Older evidence of life on earth may have been discovered

A few months ago, as we reported in a story here from Mega Curious, a group of scientists from the University of Woollongong, Australia, found a fossil in Greenland that appears to show signs of biological activity on Earth 3.7 billion years ago. - indicating that life may have emerged here millions and millions of years earlier than previously thought.

For isn't it that a new fossil, even older than the one found last year, also seems to show evidence of the existence of life on Earth? This time, the material was discovered in the Nuvvuagittuq greenbelt belt in Canada, and has signals that may have been produced by microbes at least 3.8 billion years ago - and possibly 4.28 billion years ago, hitting the age of the previous fossil.

Above, the fossil found by scientists at Woollongong University

By the way, if the scientists who found this material are right, it means that life may have emerged here on Earth just a few hundred million years after the formation of not only our planet, but also the moon, the sun and the system itself. Solar. In fact, if the finding is confirmed, the implications can be immense.

New discovery

The fossil in question was discovered in a region of Canada that contains some of the oldest sedimentary rocks on the planet and used to house a submerged hydrothermal source system. In fact, they are microfossils, and the evidence for biological activity consists of tiny tubes that were possibly created by microscopic organisms that would have appeared around the fissures of the sources.

Rock discovered in Canada containing the microfossils

According to the scientists, these microorganisms possibly fed on iron and other elements that circulated through rocks at the bottom of the sea, and the tubes and filaments were discovered in an extremely old iron-rich rock fragment known as jasper - a type of mineral that usually forms in hydrothermal environments.

Tubes and Filaments

The researchers believe that after the microorganisms died, the iron in the water accumulated around their decaying bodies and eventually replaced their organic structure, creating the tiny tubes and filaments that scientists discovered.

Origin of life

The discoveries of recent years have challenged our understanding of when life emerged on our planet. The consensus was that this would have occurred between 3.4 and 3.5 billion years, however microfossil analysis indicates that the first organisms may have emerged 300 million years before that and, as we mentioned earlier, if confirmed, Fossil identification can have huge implications.

Tubes and filaments discovered during rock analysis

This is because, in addition to contributing to our understanding of how life arose on Earth, the discovery can help us look for traces of life on other planets as well. As scientists have explained, the fact that they (possibly) discovered the microfossils in hydrothermal vents that emerged so early in the planet's history supports the now famous theory that life arose out of such environments.

Another detail of microfossil analysis

Still on the environment where this material was found, the researchers explained that their similarities with more recent fossils and modern bacteria indicate that iron metabolism was present among the first forms used to support life on the planet alone.

Discovery can change the way we look at the origin and pursuit of life forms on other planets.

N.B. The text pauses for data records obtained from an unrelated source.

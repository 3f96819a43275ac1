//! The render pipeline: one pure function from view state to draw commands.
//!
//! Order: background, grid, axes, dashed design bounds, rulers. The rulers
//! come last because they sit on top of everything in the inset strip.

use fretcad_core::Pane;

use crate::axes::AxisRenderer;
use crate::color::Color;
use crate::display::DisplaySettings;
use crate::draw::{DrawCommand, DrawList};
use crate::geometry::{Point, Rect, Size};
use crate::grid::{GridRenderer, INCH_TO_PIXEL};
use crate::ruler::RulerRenderer;
use crate::view_transform::ViewTransform;

const BOUNDS_WIDTH: f64 = 0.5;
const BOUNDS_DASH: f64 = 10.0;

/// Fixed drafting extent of a pane, in logical pixels.
///
/// Top view: 40 x 13 inches centred vertically on the x axis.
/// Side view: 40 x 2 inches below the x axis.
pub fn design_bounds(pane: Pane) -> Rect {
    match pane {
        Pane::Top => Rect::new(
            0.0,
            -6.5 * INCH_TO_PIXEL,
            40.0 * INCH_TO_PIXEL,
            13.0 * INCH_TO_PIXEL,
        ),
        Pane::Side => Rect::new(0.0, 0.0, 40.0 * INCH_TO_PIXEL, 2.0 * INCH_TO_PIXEL),
    }
}

/// Everything one frame depends on
#[derive(Debug, Clone, Copy)]
pub struct RenderState<'a> {
    pub pane: Pane,
    pub size: Size,
    pub pan: Point,
    pub zoom: f64,
    pub display: &'a DisplaySettings,
    pub ruler_thickness: f64,
}

impl RenderState<'_> {
    pub fn transform(&self) -> ViewTransform {
        ViewTransform::new(
            self.pan,
            self.zoom,
            self.display.ruler_inset(self.ruler_thickness),
        )
    }
}

/// Build the draw list for one pane.
///
/// A zero-area surface or an unusable transform yields an empty list.
pub fn render(state: &RenderState<'_>) -> DrawList {
    let mut out = DrawList::new();
    if state.size.is_empty() {
        return out;
    }
    let transform = state.transform();
    if !transform.is_valid() {
        tracing::warn!("Render skipped for {}: invalid transform {:?}", state.pane, transform);
        return out;
    }

    out.push(DrawCommand::FillRect {
        rect: Rect::new(0.0, 0.0, state.size.width, state.size.height),
        color: Color::WHITE,
    });

    let visible = transform.visible_logical_rect(state.size);
    let display = state.display;

    if display.show_grid {
        GridRenderer::render(&transform, &visible, display, &mut out);
    }
    if display.show_axes {
        AxisRenderer::render(&transform, &visible, &mut out);
    }

    out.push(DrawCommand::StrokeRect {
        rect: transform.logical_rect_to_screen(&design_bounds(state.pane)),
        color: Color::BLACK,
        width: BOUNDS_WIDTH,
        dash: Some(BOUNDS_DASH),
    });

    if display.show_rulers {
        RulerRenderer::render(
            state.pan,
            state.zoom,
            state.size,
            state.ruler_thickness,
            &mut out,
        );
    }

    tracing::trace!(
        "{} rendered {} commands at {} zoom {:.3}",
        state.pane,
        out.len(),
        state.size,
        state.zoom
    );
    out
}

Also, remembering that microfossils suggest that life was able to stabilize and develop on our planet when there was probably also water in its liquid form on Mars, this means that if the conditions on the surface of the two planets were similar, then life could have emerged there also a few billion years ago.

The same idea would apply to the millions of young planets that are likely to exist in the universe - and which have Earth-like conditions a few million years after their formation: a place constantly bombarded by asteroids, with an environment considered inhospitable to human standards, subjected to radical variations every hundred years, and whose surface is covered with molten lava and water.